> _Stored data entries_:
--*--

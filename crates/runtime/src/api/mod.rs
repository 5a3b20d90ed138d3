//! Public runtime API surface.
//!
//! This module gathers the types exposed to consumers of the runtime crate so
//! other layers can stay focused on orchestration, workers, or infrastructure.

pub mod errors;
pub mod handle;

pub use errors::{Result, RuntimeError};
pub use handle::RuntimeHandle;
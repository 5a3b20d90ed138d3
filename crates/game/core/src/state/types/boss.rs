use std::collections::BTreeMap;

use crate::state::StateError;
use crate::state::error::Counter;

use super::{BossInstanceId, BossKey};

/// One boss instance.
#[derive(Clone, Debug, PartialEq, Eq)]
#[cfg_attr(feature = "serde", derive(serde::Serialize, serde::Deserialize))]
pub struct BossState {
    pub instance: BossInstanceId,
    pub key: BossKey,
    pub name: String,
    pub hp: u64,
    pub damage: u64,
    pub reward: u64,
}

impl BossState {
    pub fn is_defeated(&self) -> bool {
        self.hp == 0
    }

    /// Applies incoming damage and returns the remaining hit points.
    pub fn take_damage(&mut self, amount: u64) -> u64 {
        self.hp = self.hp.saturating_sub(amount);
        self.hp
    }

    pub fn view(&self) -> BossView {
        BossView {
            key: self.key.clone(),
            name: self.name.clone(),
            hp: self.hp,
            damage: self.damage,
            reward: self.reward,
        }
    }
}

/// Public projection of the active boss.
#[derive(Clone, Debug, PartialEq, Eq)]
#[cfg_attr(feature = "serde", derive(serde::Serialize, serde::Deserialize))]
pub struct BossView {
    pub key: BossKey,
    pub name: String,
    pub hp: u64,
    pub damage: u64,
    pub reward: u64,
}

impl BossView {
    /// Zeroed record reported before any boss has been created.
    pub fn sentinel() -> Self {
        Self {
            key: BossKey::zero(),
            name: String::new(),
            hp: 0,
            damage: 0,
            reward: 0,
        }
    }

    pub fn is_sentinel(&self) -> bool {
        *self == Self::sentinel()
    }
}

/// All boss instances ever created plus the active slot.
///
/// Replaced instances stay in the registry so kill records that reference
/// them remain claimable.
#[derive(Clone, Debug, PartialEq, Eq)]
#[cfg_attr(feature = "serde", derive(serde::Serialize, serde::Deserialize))]
pub struct BossRegistry {
    pub active: Option<BossInstanceId>,
    pub instances: BTreeMap<BossInstanceId, BossState>,
    next_instance: u64,
}

impl BossRegistry {
    pub fn new() -> Self {
        Self {
            active: None,
            instances: BTreeMap::new(),
            next_instance: BossInstanceId::FIRST.get(),
        }
    }

    pub fn active(&self) -> Option<&BossState> {
        self.active.and_then(|id| self.instances.get(&id))
    }

    pub fn active_mut(&mut self) -> Option<&mut BossState> {
        let id = self.active?;
        self.instances.get_mut(&id)
    }

    pub fn get(&self, instance: BossInstanceId) -> Option<&BossState> {
        self.instances.get(&instance)
    }

    /// Reserves a fresh instance id.
    pub fn allocate_instance(&mut self) -> Result<BossInstanceId, StateError> {
        let id = BossInstanceId(self.next_instance);
        self.next_instance = self
            .next_instance
            .checked_add(1)
            .ok_or(StateError::CounterOverflow {
                counter: Counter::BossInstance,
            })?;
        Ok(id)
    }

    /// Stores `boss` and makes it the active instance.
    pub fn activate(&mut self, boss: BossState) -> Option<BossInstanceId> {
        let id = boss.instance;
        self.instances.insert(id, boss);
        self.active.replace(id)
    }
}

impl Default for BossRegistry {
    fn default() -> Self {
        Self::new()
    }
}

#[cfg(test)]
mod tests {
    use super::*;

    fn boss(instance: BossInstanceId, hp: u64) -> BossState {
        BossState {
            instance,
            key: BossKey::new("0xboss"),
            name: "Punk".into(),
            hp,
            damage: 5,
            reward: 50,
        }
    }

    #[test]
    fn damage_saturates_at_zero() {
        let mut state = boss(BossInstanceId::FIRST, 5);
        assert_eq!(state.take_damage(10), 0);
        assert!(state.is_defeated());
    }

    #[test]
    fn replacing_keeps_previous_instance() {
        let mut registry = BossRegistry::new();

        let first = registry.allocate_instance().unwrap();
        registry.activate(boss(first, 10));
        let second = registry.allocate_instance().unwrap();
        let previous = registry.activate(boss(second, 20));

        assert_eq!(first, BossInstanceId(1));
        assert_eq!(second, BossInstanceId(2));
        assert_eq!(previous, Some(first));
        assert_eq!(registry.active().map(|b| b.hp), Some(20));
        assert_eq!(registry.get(first).map(|b| b.hp), Some(10));
    }

    #[test]
    fn empty_registry_has_no_active_boss() {
        let registry = BossRegistry::new();
        assert!(registry.active().is_none());
        assert!(BossView::sentinel().is_sentinel());
    }
}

--*--

> _Your instructions_: Check every line above for the string "second" and copy those that have it.

> _Result_:
        let second = registry.allocate_instance().unwrap();
        let previous = registry.activate(boss(second, 20));
        assert_eq!(second, BossInstanceId(2));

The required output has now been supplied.